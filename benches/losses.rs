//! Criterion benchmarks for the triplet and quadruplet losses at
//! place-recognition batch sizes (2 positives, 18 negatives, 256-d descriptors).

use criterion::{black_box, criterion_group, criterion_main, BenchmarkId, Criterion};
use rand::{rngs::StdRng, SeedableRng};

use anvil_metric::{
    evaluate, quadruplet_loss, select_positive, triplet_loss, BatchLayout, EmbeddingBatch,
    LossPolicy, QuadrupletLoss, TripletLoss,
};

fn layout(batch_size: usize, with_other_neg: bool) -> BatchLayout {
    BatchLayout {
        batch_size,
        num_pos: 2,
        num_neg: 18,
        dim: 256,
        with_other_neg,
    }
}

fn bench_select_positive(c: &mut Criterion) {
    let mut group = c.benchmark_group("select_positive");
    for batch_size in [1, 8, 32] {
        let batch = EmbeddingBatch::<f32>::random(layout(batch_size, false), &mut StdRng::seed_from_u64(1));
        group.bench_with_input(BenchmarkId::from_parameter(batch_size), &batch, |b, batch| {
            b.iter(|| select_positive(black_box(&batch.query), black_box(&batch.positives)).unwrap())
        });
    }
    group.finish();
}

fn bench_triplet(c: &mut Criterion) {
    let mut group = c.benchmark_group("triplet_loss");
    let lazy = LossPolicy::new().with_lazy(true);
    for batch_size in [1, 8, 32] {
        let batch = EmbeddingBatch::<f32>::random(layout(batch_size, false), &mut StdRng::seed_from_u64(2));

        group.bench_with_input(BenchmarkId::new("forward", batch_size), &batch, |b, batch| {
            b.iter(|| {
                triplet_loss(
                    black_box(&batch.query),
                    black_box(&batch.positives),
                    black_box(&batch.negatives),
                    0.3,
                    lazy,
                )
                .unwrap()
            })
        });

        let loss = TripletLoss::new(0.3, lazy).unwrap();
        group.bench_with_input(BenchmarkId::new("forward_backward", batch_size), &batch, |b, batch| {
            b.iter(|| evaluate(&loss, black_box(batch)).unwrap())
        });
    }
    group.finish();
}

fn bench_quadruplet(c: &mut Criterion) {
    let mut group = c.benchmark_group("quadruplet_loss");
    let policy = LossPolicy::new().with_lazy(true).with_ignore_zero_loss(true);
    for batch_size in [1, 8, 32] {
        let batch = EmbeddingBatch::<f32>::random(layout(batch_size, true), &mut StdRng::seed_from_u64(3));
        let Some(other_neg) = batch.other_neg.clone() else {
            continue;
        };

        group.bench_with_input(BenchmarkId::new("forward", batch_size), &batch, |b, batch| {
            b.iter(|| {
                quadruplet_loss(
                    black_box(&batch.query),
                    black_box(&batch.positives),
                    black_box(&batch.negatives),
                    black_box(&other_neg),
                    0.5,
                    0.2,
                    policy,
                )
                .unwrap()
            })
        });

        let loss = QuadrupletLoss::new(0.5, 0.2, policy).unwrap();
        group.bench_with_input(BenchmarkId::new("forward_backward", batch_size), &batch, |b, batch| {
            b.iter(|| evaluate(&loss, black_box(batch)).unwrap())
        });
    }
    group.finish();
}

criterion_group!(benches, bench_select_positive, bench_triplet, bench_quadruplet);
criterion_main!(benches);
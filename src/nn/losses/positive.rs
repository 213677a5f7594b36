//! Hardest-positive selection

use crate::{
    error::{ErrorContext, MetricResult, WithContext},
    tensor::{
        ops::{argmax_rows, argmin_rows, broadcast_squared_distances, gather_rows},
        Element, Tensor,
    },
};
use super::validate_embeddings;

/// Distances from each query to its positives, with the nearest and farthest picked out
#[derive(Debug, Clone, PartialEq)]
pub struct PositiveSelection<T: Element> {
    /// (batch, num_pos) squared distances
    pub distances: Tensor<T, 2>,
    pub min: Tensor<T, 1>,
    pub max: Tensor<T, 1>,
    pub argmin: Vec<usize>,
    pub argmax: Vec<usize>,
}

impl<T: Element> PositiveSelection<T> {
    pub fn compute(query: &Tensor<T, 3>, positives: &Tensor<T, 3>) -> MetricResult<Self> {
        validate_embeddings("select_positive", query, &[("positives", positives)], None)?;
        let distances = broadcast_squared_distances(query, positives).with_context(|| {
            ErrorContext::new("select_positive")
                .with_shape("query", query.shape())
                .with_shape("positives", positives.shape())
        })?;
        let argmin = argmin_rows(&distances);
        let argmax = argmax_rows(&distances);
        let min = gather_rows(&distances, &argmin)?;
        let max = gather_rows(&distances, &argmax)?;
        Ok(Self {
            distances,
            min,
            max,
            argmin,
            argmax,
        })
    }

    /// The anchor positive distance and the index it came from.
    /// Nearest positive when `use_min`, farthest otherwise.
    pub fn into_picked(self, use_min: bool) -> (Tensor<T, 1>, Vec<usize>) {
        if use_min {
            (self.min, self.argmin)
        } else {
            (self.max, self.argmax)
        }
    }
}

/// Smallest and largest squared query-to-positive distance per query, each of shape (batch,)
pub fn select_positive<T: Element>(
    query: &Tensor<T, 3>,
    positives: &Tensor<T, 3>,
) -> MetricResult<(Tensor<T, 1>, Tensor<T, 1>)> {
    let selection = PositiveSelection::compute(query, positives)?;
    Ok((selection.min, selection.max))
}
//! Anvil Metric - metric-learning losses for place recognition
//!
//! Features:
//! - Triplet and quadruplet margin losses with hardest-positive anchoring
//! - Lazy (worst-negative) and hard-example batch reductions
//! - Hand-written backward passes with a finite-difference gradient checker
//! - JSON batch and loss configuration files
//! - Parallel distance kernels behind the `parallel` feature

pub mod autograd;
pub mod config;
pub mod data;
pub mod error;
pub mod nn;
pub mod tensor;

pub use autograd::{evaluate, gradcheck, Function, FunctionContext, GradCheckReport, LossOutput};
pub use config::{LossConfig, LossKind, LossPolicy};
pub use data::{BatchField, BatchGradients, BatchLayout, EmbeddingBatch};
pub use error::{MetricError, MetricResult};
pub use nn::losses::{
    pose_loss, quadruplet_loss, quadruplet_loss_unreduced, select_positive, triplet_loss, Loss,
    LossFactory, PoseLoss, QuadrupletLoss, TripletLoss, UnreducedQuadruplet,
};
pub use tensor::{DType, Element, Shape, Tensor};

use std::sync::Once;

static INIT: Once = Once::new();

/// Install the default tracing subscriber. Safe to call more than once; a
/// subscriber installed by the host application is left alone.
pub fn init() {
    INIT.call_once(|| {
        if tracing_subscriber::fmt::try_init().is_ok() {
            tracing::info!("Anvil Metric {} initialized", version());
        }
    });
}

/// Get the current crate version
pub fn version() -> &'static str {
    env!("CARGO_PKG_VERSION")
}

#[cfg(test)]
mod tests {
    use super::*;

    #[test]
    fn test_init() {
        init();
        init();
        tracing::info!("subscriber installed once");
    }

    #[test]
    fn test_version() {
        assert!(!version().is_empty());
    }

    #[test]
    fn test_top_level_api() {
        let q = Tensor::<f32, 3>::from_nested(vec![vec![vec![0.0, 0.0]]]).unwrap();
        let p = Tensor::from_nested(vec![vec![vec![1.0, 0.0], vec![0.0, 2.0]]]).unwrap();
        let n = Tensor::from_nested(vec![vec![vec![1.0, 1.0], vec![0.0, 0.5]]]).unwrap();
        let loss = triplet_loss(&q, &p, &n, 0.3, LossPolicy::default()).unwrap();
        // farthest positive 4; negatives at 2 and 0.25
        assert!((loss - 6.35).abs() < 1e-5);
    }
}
::::
PROBLEM DESCRIPTION — Repeat the records above in full, character for character.

ANSWER AREA —
filename benches/losses.rs
//! Criterion benchmarks for the triplet and quadruplet losses at
//! place-recognition batch sizes (2 positives, 18 negatives, 256-d descriptors).

use criterion::{black_box, criterion_group, criterion_main, BenchmarkId, Criterion};
use rand::{rngs::StdRng, SeedableRng};

use anvil_metric::{
    evaluate, quadruplet_loss, select_positive, triplet_loss, BatchLayout, EmbeddingBatch,
    LossPolicy, QuadrupletLoss, TripletLoss,
};

fn layout(batch_size: usize, with_other_neg: bool) -> BatchLayout {
    BatchLayout {
        batch_size,
        num_pos: 2,
        num_neg: 18,
        dim: 256,
        with_other_neg,
    }
}

fn bench_select_positive(c: &mut Criterion) {
    let mut group = c.benchmark_group("select_positive");
    for batch_size in [1, 8, 32] {
        let batch = EmbeddingBatch::<f32>::random(layout(batch_size, false), &mut StdRng::seed_from_u64(1));
        group.bench_with_input(BenchmarkId::from_parameter(batch_size), &batch, |b, batch| {
            b.iter(|| select_positive(black_box(&batch.query), black_box(&batch.positives)).unwrap())
        });
    }
    group.finish();
}

fn bench_triplet(c: &mut Criterion) {
    let mut group = c.benchmark_group("triplet_loss");
    let lazy = LossPolicy::new().with_lazy(true);
    for batch_size in [1, 8, 32] {
        let batch = EmbeddingBatch::<f32>::random(layout(batch_size, false), &mut StdRng::seed_from_u64(2));

        group.bench_with_input(BenchmarkId::new("forward", batch_size), &batch, |b, batch| {
            b.iter(|| {
                triplet_loss(
                    black_box(&batch.query),
                    black_box(&batch.positives),
                    black_box(&batch.negatives),
                    0.3,
                    lazy,
                )
                .unwrap()
            })
        });

        let loss = TripletLoss::new(0.3, lazy).unwrap();
        group.bench_with_input(BenchmarkId::new("forward_backward", batch_size), &batch, |b, batch| {
            b.iter(|| evaluate(&loss, black_box(batch)).unwrap())
        });
    }
    group.finish();
}

fn bench_quadruplet(c: &mut Criterion) {
    let mut group = c.benchmark_group("quadruplet_loss");
    let policy = LossPolicy::new().with_lazy(true).with_ignore_zero_loss(true);
    for batch_size in [1, 8, 32] {
        let batch = EmbeddingBatch::<f32>::random(layout(batch_size, true), &mut StdRng::seed_from_u64(3));
        let Some(other_neg) = batch.other_neg.clone() else {
            continue;
        };

        group.bench_with_input(BenchmarkId::new("forward", batch_size), &batch, |b, batch| {
            b.iter(|| {
                quadruplet_loss(
                    black_box(&batch.query),
                    black_box(&batch.positives),
                    black_box(&batch.negatives),
                    black_box(&other_neg),
                    0.5,
                    0.2,
                    policy,
                )
                .unwrap()
            })
        });

        let loss = QuadrupletLoss::new(0.5, 0.2, policy).unwrap();
        group.bench_with_input(BenchmarkId::new("forward_backward", batch_size), &batch, |b, batch| {
            b.iter(|| evaluate(&loss, black_box(batch)).unwrap())
        });
    }
    group.finish();
}

criterion_group!(benches, bench_select_positive, bench_triplet, bench_quadruplet);
criterion_main!(benches);
filename src/nn/losses/positive.rs
repository 213677a5f7594b36
//! Hardest-positive selection

use crate::{
    error::{ErrorContext, MetricResult, WithContext},
    tensor::{
        ops::{argmax_rows, argmin_rows, broadcast_squared_distances, gather_rows},
        Element, Tensor,
    },
};
use super::validate_embeddings;

/// Distances from each query to its positives, with the nearest and farthest picked out
#[derive(Debug, Clone, PartialEq)]
pub struct PositiveSelection<T: Element> {
    /// (batch, num_pos) squared distances
    pub distances: Tensor<T, 2>,
    pub min: Tensor<T, 1>,
    pub max: Tensor<T, 1>,
    pub argmin: Vec<usize>,
    pub argmax: Vec<usize>,
}

impl<T: Element> PositiveSelection<T> {
    pub fn compute(query: &Tensor<T, 3>, positives: &Tensor<T, 3>) -> MetricResult<Self> {
        validate_embeddings("select_positive", query, &[("positives", positives)], None)?;
        let distances = broadcast_squared_distances(query, positives).with_context(|| {
            ErrorContext::new("select_positive")
                .with_shape("query", query.shape())
                .with_shape("positives", positives.shape())
        })?;
        let argmin = argmin_rows(&distances);
        let argmax = argmax_rows(&distances);
        let min = gather_rows(&distances, &argmin)?;
        let max = gather_rows(&distances, &argmax)?;
        Ok(Self {
            distances,
            min,
            max,
            argmin,
            argmax,
        })
    }

    /// The anchor positive distance and the index it came from.
    /// Nearest positive when `use_min`, farthest otherwise.
    pub fn into_picked(self, use_min: bool) -> (Tensor<T, 1>, Vec<usize>) {
        if use_min {
            (self.min, self.argmin)
        } else {
            (self.max, self.argmax)
        }
    }
}

/// Smallest and largest squared query-to-positive distance per query, each of shape (batch,)
pub fn select_positive<T: Element>(
    query: &Tensor<T, 3>,
    positives: &Tensor<T, 3>,
) -> MetricResult<(Tensor<T, 1>, Tensor<T, 1>)> {
    let selection = PositiveSelection::compute(query, positives)?;
    Ok((selection.min, selection.max))
}
//! Anvil Metric - metric-learning losses for place recognition
//!
//! Features:
//! - Triplet and quadruplet margin losses with hardest-positive anchoring
//! - Lazy (worst-negative) and hard-example batch reductions
//! - Hand-written backward passes with a finite-difference gradient checker
//! - JSON batch and loss configuration files
//! - Parallel distance kernels behind the `parallel` feature

pub mod autograd;
pub mod config;
pub mod data;
pub mod error;
pub mod nn;
pub mod tensor;

pub use autograd::{evaluate, gradcheck, Function, FunctionContext, GradCheckReport, LossOutput};
pub use config::{LossConfig, LossKind, LossPolicy};
pub use data::{BatchField, BatchGradients, BatchLayout, EmbeddingBatch};
pub use error::{MetricError, MetricResult};
pub use nn::losses::{
    pose_loss, quadruplet_loss, quadruplet_loss_unreduced, select_positive, triplet_loss, Loss,
    LossFactory, PoseLoss, QuadrupletLoss, TripletLoss, UnreducedQuadruplet,
};
pub use tensor::{DType, Element, Shape, Tensor};

use std::sync::Once;

static INIT: Once = Once::new();

/// Install the default tracing subscriber. Safe to call more than once; a
/// subscriber installed by the host application is left alone.
pub fn init() {
    INIT.call_once(|| {
        if tracing_subscriber::fmt::try_init().is_ok() {
            tracing::info!("Anvil Metric {} initialized", version());
        }
    });
}

/// Get the current crate version
pub fn version() -> &'static str {
    env!("CARGO_PKG_VERSION")
}

#[cfg(test)]
mod tests {
    use super::*;

    #[test]
    fn test_init() {
        init();
        init();
        tracing::info!("subscriber installed once");
    }

    #[test]
    fn test_version() {
        assert!(!version().is_empty());
    }

    #[test]
    fn test_top_level_api() {
        let q = Tensor::<f32, 3>::from_nested(vec![vec![vec![0.0, 0.0]]]).unwrap();
        let p = Tensor::from_nested(vec![vec![vec![1.0, 0.0], vec![0.0, 2.0]]]).unwrap();
        let n = Tensor::from_nested(vec![vec![vec![1.0, 1.0], vec![0.0, 0.5]]]).unwrap();
        let loss = triplet_loss(&q, &p, &n, 0.3, LossPolicy::default()).unwrap();
        // farthest positive 4; negatives at 2 and 0.25
        assert!((loss - 6.35).abs() < 1e-5);
    }
}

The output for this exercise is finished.